§ PROVIDED INFORMATION

//! Level tables and per-level world generation
//!
//! Platforms are hand-authored; goals, enemies and background code blocks
//! are derived from them when a level is built.

use glam::Vec2;
use rand::Rng;
use serde::Serialize;

use super::collision::{Platform, Rect};
use super::state::{AiState, Body, CodeBlock, Enemy, EnemyKind, GameState, Goal};
use crate::consts::*;
use crate::max_jump_height;

/// Immutable per-level definition
#[derive(Debug, Serialize)]
pub struct LevelConfig {
    pub platforms: &'static [Platform],
    /// Chance (0..1) that a regular platform gets an enemy
    pub enemy_spawn_rate: f64,
    /// Multiplier on enemy base speed
    pub enemy_speed: f32,
    pub description: &'static str,
}

const fn p(x: f32, y: f32, w: f32) -> Platform {
    Rect::new(x, y, w, 20.0)
}

/// All levels, index 0 is level 1
pub static LEVELS: [LevelConfig; MAX_LEVEL as usize] = [
    LevelConfig {
        platforms: &[
            p(0.0, 580.0, 800.0),
            p(150.0, 500.0, 250.0),
            p(400.0, 430.0, 250.0),
            p(150.0, 360.0, 250.0),
            p(400.0, 290.0, 250.0),
            p(300.0, 200.0, 200.0),
        ],
        // Level 1 overrides this with exactly one enemy
        enemy_spawn_rate: 1.0,
        enemy_speed: 0.7,
        description: "Tutorial: Learn the ropes",
    },
    LevelConfig {
        platforms: &[
            p(0.0, 580.0, 800.0),
            p(150.0, 500.0, 200.0),
            p(450.0, 430.0, 200.0),
            p(150.0, 360.0, 200.0),
            p(450.0, 290.0, 200.0),
            p(200.0, 220.0, 200.0),
            p(400.0, 150.0, 200.0),
            p(300.0, 80.0, 200.0),
        ],
        enemy_spawn_rate: 0.6,
        enemy_speed: 1.0,
        description: "Basic: Standard challenge",
    },
    LevelConfig {
        platforms: &[
            p(0.0, 580.0, 800.0),
            p(100.0, 500.0, 150.0),
            p(550.0, 430.0, 150.0),
            p(100.0, 360.0, 150.0),
            p(550.0, 290.0, 150.0),
            p(200.0, 220.0, 150.0),
            p(450.0, 150.0, 150.0),
            p(100.0, 80.0, 150.0),
            p(550.0, 20.0, 150.0),
        ],
        enemy_spawn_rate: 0.8,
        enemy_speed: 1.2,
        description: "Advanced: Narrow platforms",
    },
    LevelConfig {
        platforms: &[
            p(0.0, 580.0, 800.0),
            p(100.0, 520.0, 120.0),
            p(300.0, 480.0, 120.0),
            p(580.0, 440.0, 120.0),
            p(50.0, 380.0, 120.0),
            p(350.0, 340.0, 120.0),
            p(600.0, 300.0, 120.0),
            p(200.0, 240.0, 120.0),
            p(500.0, 180.0, 120.0),
            p(100.0, 120.0, 120.0),
            p(580.0, 60.0, 120.0),
            p(340.0, 20.0, 120.0),
        ],
        enemy_spawn_rate: 0.9,
        enemy_speed: 1.4,
        description: "Expert: Precise jumps required",
    },
    LevelConfig {
        platforms: &[
            p(0.0, 580.0, 800.0),
            p(50.0, 500.0, 100.0),
            p(200.0, 460.0, 100.0),
            p(350.0, 420.0, 100.0),
            p(500.0, 380.0, 100.0),
            p(650.0, 340.0, 100.0),
            p(100.0, 280.0, 100.0),
            p(300.0, 240.0, 100.0),
            p(500.0, 200.0, 100.0),
            p(200.0, 140.0, 100.0),
            p(400.0, 100.0, 100.0),
            p(600.0, 60.0, 100.0),
            p(350.0, 20.0, 100.0),
        ],
        enemy_spawn_rate: 1.0,
        enemy_speed: 1.6,
        description: "BOSS LEVEL: The final challenge!",
    },
];

/// Goal emoji, handed out in platform order
pub const GOAL_EMOJIS: [&str; 10] = ["🚀", "💎", "⭐", "🏆", "👑", "💯", "🎯", "🔥", "⚡", "🌟"];
pub const FINAL_GOAL_EMOJI: &str = "🎯";

/// Snippets scattered in the background
pub const CODE_SNIPPETS: [&str; 16] = [
    "git rebase -i",
    "cargo build --release",
    "fn main() {}",
    "git push --force",
    "impl Drop for Bug",
    "match result { .. }",
    "git cherry-pick",
    "#[derive(Debug)]",
    "git stash pop",
    "unsafe { }",
    "git bisect bad",
    "todo!()",
    "git merge --no-ff",
    "Arc<Mutex<T>>",
    "git commit --amend",
    "cargo clippy",
];

/// Clamp an arbitrary level number into range, falling back to level 1
pub fn effective_level(level: u32) -> u32 {
    if (1..=MAX_LEVEL).contains(&level) {
        level
    } else {
        log::warn!("Level {} out of range, falling back to level 1", level);
        1
    }
}

/// Config for a level number (level 1 if out of range)
pub fn config_for(level: u32) -> &'static LevelConfig {
    (level as usize)
        .checked_sub(1)
        .and_then(|i| LEVELS.get(i))
        .unwrap_or(&LEVELS[0])
}

/// Populate platforms, goals, code blocks and enemies for `state.level`
pub fn build_level(state: &mut GameState) {
    state.platforms = state.config.platforms.to_vec();
    state.goals = derive_goals(&state.platforms);
    state.code_blocks = scatter_code_blocks(&mut state.rng);
    spawn_enemies(state);

    for gap in reachability(&state.platforms) {
        log::debug!(
            "Platform {}: v-gap={}px h-gap={}px reachable={}",
            gap.index,
            gap.vertical_gap,
            gap.horizontal_gap,
            gap.reachable
        );
    }
    log::info!(
        "Built level {}: {} platforms, {} goals, {} enemies",
        state.level,
        state.platforms.len(),
        state.goals.len(),
        state.enemies.len()
    );
}

/// Every second platform from index 1 gets a goal near its right edge, and
/// the final platform always gets the terminal goal at its midpoint.
pub fn derive_goals(platforms: &[Platform]) -> Vec<Goal> {
    let mut goals = Vec::new();

    for (i, platform) in platforms.iter().enumerate().skip(1).step_by(2) {
        let emoji_index = (i - 1) / 2;
        let Some(&emoji) = GOAL_EMOJIS.get(emoji_index) else {
            break;
        };
        let pos = Vec2::new(platform.right() - 40.0, platform.y - 30.0);
        goals.push(Goal::new(pos, emoji));
    }

    if platforms.len() > 1 {
        if let Some(last) = platforms.last() {
            let pos = Vec2::new(last.x + last.w / 2.0 - 15.0, last.y - 30.0);
            goals.push(Goal::new(pos, FINAL_GOAL_EMOJI));
        }
    }

    goals
}

fn scatter_code_blocks<R: Rng>(rng: &mut R) -> Vec<CodeBlock> {
    (0..CODE_BLOCK_COUNT)
        .map(|_| {
            let x = rng.random::<f32>() * 750.0 + 25.0;
            let y = rng.random::<f32>() * 650.0 + 50.0;
            let text = CODE_SNIPPETS[rng.random_range(0..CODE_SNIPPETS.len())];
            let opacity = 0.2 + rng.random::<f32>() * 0.3;
            CodeBlock::new(Vec2::new(x, y), text, opacity)
        })
        .collect()
}

/// Spawn regular enemies on the middle platforms, plus a boss from level 3
pub fn spawn_enemies(state: &mut GameState) {
    let platform_count = state.platforms.len();
    if platform_count < 3 {
        return;
    }
    let tutorial = state.level == 1;

    for index in 1..platform_count - 1 {
        let spawn = if tutorial {
            index == 1
        } else {
            state.rng.random::<f64>() < state.config.enemy_spawn_rate
        };
        if !spawn {
            continue;
        }

        let kind = EnemyKind::REGULAR[state.rng.random_range(0..EnemyKind::REGULAR.len())];
        let platform = state.platforms[index];
        let x = platform.x + state.rng.random::<f32>() * (platform.w - 40.0);
        let direction = if state.rng.random::<f32>() < 0.5 { -1.0 } else { 1.0 };
        let pos = Vec2::new(x, platform.y - 40.0);
        let enemy = make_enemy(state, kind, pos, ENEMY_SIZE, ENEMY_RENDER_SIZE, direction, index);
        state.enemies.push(enemy);

        if tutorial {
            break;
        }
    }

    if state.level >= 3 {
        let index = platform_count - 1;
        let platform = state.platforms[index];
        let pos = Vec2::new(platform.x + platform.w / 2.0 - 30.0, platform.y - 60.0);
        let boss = make_enemy(state, EnemyKind::Boss, pos, BOSS_SIZE, BOSS_RENDER_SIZE, 1.0, index);
        state.enemies.push(boss);
    }
}

fn make_enemy(
    state: &mut GameState,
    kind: EnemyKind,
    pos: Vec2,
    size: Vec2,
    render_size: Vec2,
    direction: f32,
    platform_index: usize,
) -> Enemy {
    let health = kind.base_health(state.level);
    Enemy {
        id: state.next_entity_id(),
        kind,
        body: Body::new(pos, size),
        render_size,
        health,
        max_health: health,
        speed: kind.base_speed() * state.config.enemy_speed,
        direction,
        hit_cooldown: 0.0,
        alive: true,
        platform_index,
        points: kind.points(state.level),
        ai: AiState::Patrol,
    }
}

/// Reachability of one platform from the one before it
#[derive(Debug, Clone, Copy, PartialEq)]
pub struct GapReport {
    pub index: usize,
    pub vertical_gap: f32,
    pub horizontal_gap: f32,
    pub reachable: bool,
}

/// Offline check of consecutive platform gaps against the jump height
pub fn reachability(platforms: &[Platform]) -> Vec<GapReport> {
    let jump_height = max_jump_height();
    platforms
        .windows(2)
        .enumerate()
        .map(|(i, pair)| {
            let (previous, current) = (&pair[0], &pair[1]);
            let vertical_gap = previous.y - current.y;
            GapReport {
                index: i + 1,
                vertical_gap,
                horizontal_gap: (current.x - (previous.x + previous.w / 2.0)).abs(),
                reachable: vertical_gap <= jump_height,
            }
        })
        .collect()
}

/// True when every consecutive gap is within a single jump
pub fn is_reachable(platforms: &[Platform]) -> bool {
    reachability(platforms).iter().all(|gap| gap.reachable)
}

§ THE PROBLEM
Working through the data above, find every line holding "EnemyKind" and copy it.

§ ANSWER TO THIS PROBLEM
use super::state::{AiState, Body, CodeBlock, Enemy, EnemyKind, GameState, Goal};
        let kind = EnemyKind::REGULAR[state.rng.random_range(0..EnemyKind::REGULAR.len())];
        let boss = make_enemy(state, EnemyKind::Boss, pos, BOSS_SIZE, BOSS_RENDER_SIZE, 1.0, index);
    kind: EnemyKind,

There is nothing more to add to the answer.